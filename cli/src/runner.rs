use std::error::Error;
use std::io::{BufRead, Write};

use rand::Rng;
use tictactoe_engine::{
    Board, BotType, GameOutcome, Mark, Move, best_move, calculate_move, outcome, player, result,
    terminal, value, winning_line,
};

pub struct GameReport {
    pub final_board: Board,
    pub outcome: GameOutcome,
    pub moves: Vec<Move>,
}

/// Accepts `row col` or `row,col`.
pub fn parse_move_input(line: &str) -> Result<Move, String> {
    let parts: Vec<&str> = line
        .split(|c: char| c == ',' || c.is_whitespace())
        .filter(|part| !part.is_empty())
        .collect();
    if parts.len() != 2 {
        return Err(format!("Expected 'row col', got '{}'", line.trim()));
    }
    let row = parts[0]
        .parse::<usize>()
        .map_err(|_| format!("Invalid row '{}'", parts[0]))?;
    let col = parts[1]
        .parse::<usize>()
        .map_err(|_| format!("Invalid column '{}'", parts[1]))?;
    Ok(Move::new(row, col))
}

pub fn run_best_move<W: Write>(board: &Board, out: &mut W) -> Result<Option<Move>, Box<dyn Error>> {
    writeln!(out, "{}", board)?;
    match best_move(board) {
        Some((mv, v)) => {
            writeln!(out, "{} to move: best move {} (value {})", player(board), mv, v)?;
            Ok(Some(mv))
        }
        None => {
            writeln!(out, "Game over: {}", outcome(board))?;
            Ok(None)
        }
    }
}

pub fn run_self_play<R: Rng + ?Sized, W: Write>(
    start: Board,
    x: BotType,
    o: BotType,
    show_values: bool,
    rng: &mut R,
    out: &mut W,
) -> Result<GameReport, Box<dyn Error>> {
    let mut board = start;
    let mut moves = Vec::new();

    writeln!(out, "{}\n", board)?;
    while !terminal(&board) {
        let mark = player(&board);
        let bot = if mark == Mark::X { x } else { o };
        let mv = calculate_move(bot, &board, rng)
            .ok_or_else(|| format!("{} bot returned no move", bot))?;
        if show_values {
            writeln!(out, "{} ({}) plays {}, position value {}", mark, bot, mv, value(&board))?;
        } else {
            writeln!(out, "{} ({}) plays {}", mark, bot, mv)?;
        }
        board = result(&board, mv)?;
        moves.push(mv);
        writeln!(out, "{}\n", board)?;
    }

    finish(board, moves, out)
}

pub fn run_interactive<R: Rng + ?Sized, I: BufRead, W: Write>(
    human: Mark,
    opponent: BotType,
    show_values: bool,
    rng: &mut R,
    input: &mut I,
    out: &mut W,
) -> Result<GameReport, Box<dyn Error>> {
    let mut board = Board::initial();
    let mut moves = Vec::new();

    writeln!(out, "You play {}. Enter moves as 'row col' (0-2).", human)?;
    writeln!(out, "{}\n", board)?;
    while !terminal(&board) {
        let mark = player(&board);
        let mv = if mark == human {
            write!(out, "Your move: ")?;
            out.flush()?;
            let mut line = String::new();
            if input.read_line(&mut line)? == 0 {
                return Err("Input closed before the game finished".into());
            }
            let mv = match parse_move_input(&line) {
                Ok(mv) => mv,
                Err(message) => {
                    writeln!(out, "{}", message)?;
                    continue;
                }
            };
            match result(&board, mv) {
                Ok(next) => {
                    board = next;
                    mv
                }
                Err(err) => {
                    writeln!(out, "{}", err)?;
                    continue;
                }
            }
        } else {
            let mv = calculate_move(opponent, &board, rng)
                .ok_or_else(|| format!("{} bot returned no move", opponent))?;
            if show_values {
                writeln!(out, "{} plays {}, position value {}", mark, mv, value(&board))?;
            } else {
                writeln!(out, "{} plays {}", mark, mv)?;
            }
            board = result(&board, mv)?;
            mv
        };
        moves.push(mv);
        writeln!(out, "{}\n", board)?;
    }

    finish(board, moves, out)
}

fn finish<W: Write>(board: Board, moves: Vec<Move>, out: &mut W) -> Result<GameReport, Box<dyn Error>> {
    let game_outcome = outcome(&board);
    match winning_line(&board) {
        Some(line) => writeln!(
            out,
            "Game over: {} ({} to {})",
            game_outcome,
            line.start(),
            line.end()
        )?,
        None => writeln!(out, "Game over: {}", game_outcome)?,
    }
    Ok(GameReport {
        final_board: board,
        outcome: game_outcome,
        moves,
    })
}
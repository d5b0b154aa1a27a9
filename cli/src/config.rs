use serde::{Deserialize, Serialize};
use tictactoe_engine::config::{ConfigManager, FileContentConfigProvider, Validate, YamlConfigSerializer};
use tictactoe_engine::{BotType, Mark};

const CONFIG_FILE_NAME: &str = "tictactoe_cli_config.yaml";

fn get_config_path() -> String {
    if let Ok(exe_path) = std::env::current_exe()
        && let Some(exe_dir) = exe_path.parent()
    {
        return exe_dir.join(CONFIG_FILE_NAME).to_string_lossy().into_owned();
    }
    CONFIG_FILE_NAME.to_string()
}

pub type CliConfigManager = ConfigManager<FileContentConfigProvider, Config, YamlConfigSerializer>;

pub fn get_config_manager(path: Option<&str>) -> CliConfigManager {
    match path {
        Some(path) => ConfigManager::from_yaml_file(path),
        None => ConfigManager::from_yaml_file(get_config_path()),
    }
}

#[derive(Debug, PartialEq, Serialize, Deserialize, Clone)]
pub struct Config {
    pub play: PlayConfig,
    pub self_play: SelfPlayConfig,
    #[serde(default)]
    pub show_values: bool,
}

impl Validate for Config {
    fn validate(&self) -> Result<(), String> {
        self.play.validate()?;
        Ok(())
    }
}

impl Default for Config {
    fn default() -> Self {
        Self {
            play: PlayConfig {
                human_mark: Mark::X,
                opponent: BotType::Minimax,
            },
            self_play: SelfPlayConfig {
                x: BotType::Minimax,
                o: BotType::Minimax,
            },
            show_values: false,
        }
    }
}

#[derive(Debug, PartialEq, Serialize, Deserialize, Clone)]
pub struct PlayConfig {
    pub human_mark: Mark,
    pub opponent: BotType,
}

impl Validate for PlayConfig {
    fn validate(&self) -> Result<(), String> {
        if self.human_mark == Mark::Empty {
            return Err("human_mark must be X or O".to_string());
        }
        Ok(())
    }
}

#[derive(Debug, PartialEq, Serialize, Deserialize, Clone)]
pub struct SelfPlayConfig {
    pub x: BotType,
    pub o: BotType,
}

#[cfg(test)]
mod tests {
    use super::*;
    use tictactoe_engine::config::{ConfigContentProvider, ConfigSerializer};

    fn get_temp_file_path() -> String {
        let mut path = std::env::temp_dir();
        let random_number: u32 = rand::random();
        path.push(format!("temp_tictactoe_cli_config_{}.yaml", random_number));
        path.to_string_lossy().into_owned()
    }

    #[test]
    fn test_default_config_is_valid() {
        assert!(Config::default().validate().is_ok());
    }

    #[test]
    fn test_empty_human_mark_is_invalid() {
        let mut config = Config::default();
        config.play.human_mark = Mark::Empty;
        assert!(config.validate().is_err());
    }

    #[test]
    fn test_default_config_can_be_serialized_and_deserialized_file() {
        let default_config = Config::default();
        let serializer = YamlConfigSerializer::new();
        let file_path = get_temp_file_path();
        let content_provider = FileContentConfigProvider::new(file_path.clone());

        let serialized_string = serializer.serialize(&default_config).unwrap();
        content_provider.set_config_content(&serialized_string).unwrap();

        let read_string = content_provider.get_config_content().unwrap().unwrap();
        let deserialized_config: Config = serializer.deserialize(&read_string).unwrap();
        assert_eq!(default_config, deserialized_config);

        let _ = std::fs::remove_file(file_path);
    }

    #[test]
    fn test_config_manager_returns_saved_config() {
        let config = Config {
            play: PlayConfig {
                human_mark: Mark::O,
                opponent: BotType::Random,
            },
            show_values: true,
            ..Config::default()
        };
        let file_path = get_temp_file_path();
        let manager = get_config_manager(Some(&file_path));

        manager.set_config(&config).unwrap();
        assert_eq!(manager.get_config().unwrap(), config);
        assert_eq!(manager.get_config().unwrap(), config);

        let _ = std::fs::remove_file(file_path);
    }

    #[test]
    fn test_show_values_defaults_to_false() {
        let yaml = "play:\n  human_mark: O\n  opponent: Random\nself_play:\n  x: Minimax\n  o: Random\n";
        let config: Config = YamlConfigSerializer::new().deserialize(yaml).unwrap();
        assert_eq!(config.play.human_mark, Mark::O);
        assert_eq!(config.self_play.o, BotType::Random);
        assert!(!config.show_values);
    }
}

──────────────────────────────

§ BRIEF
Report every line of the material above in which "over" appears.

§ RESPONSE FOR THIS EXERCISE
            writeln!(out, "Game over: {}", outcome(board))?;
            "Game over: {} ({} to {})",
        None => writeln!(out, "Game over: {}", game_outcome)?,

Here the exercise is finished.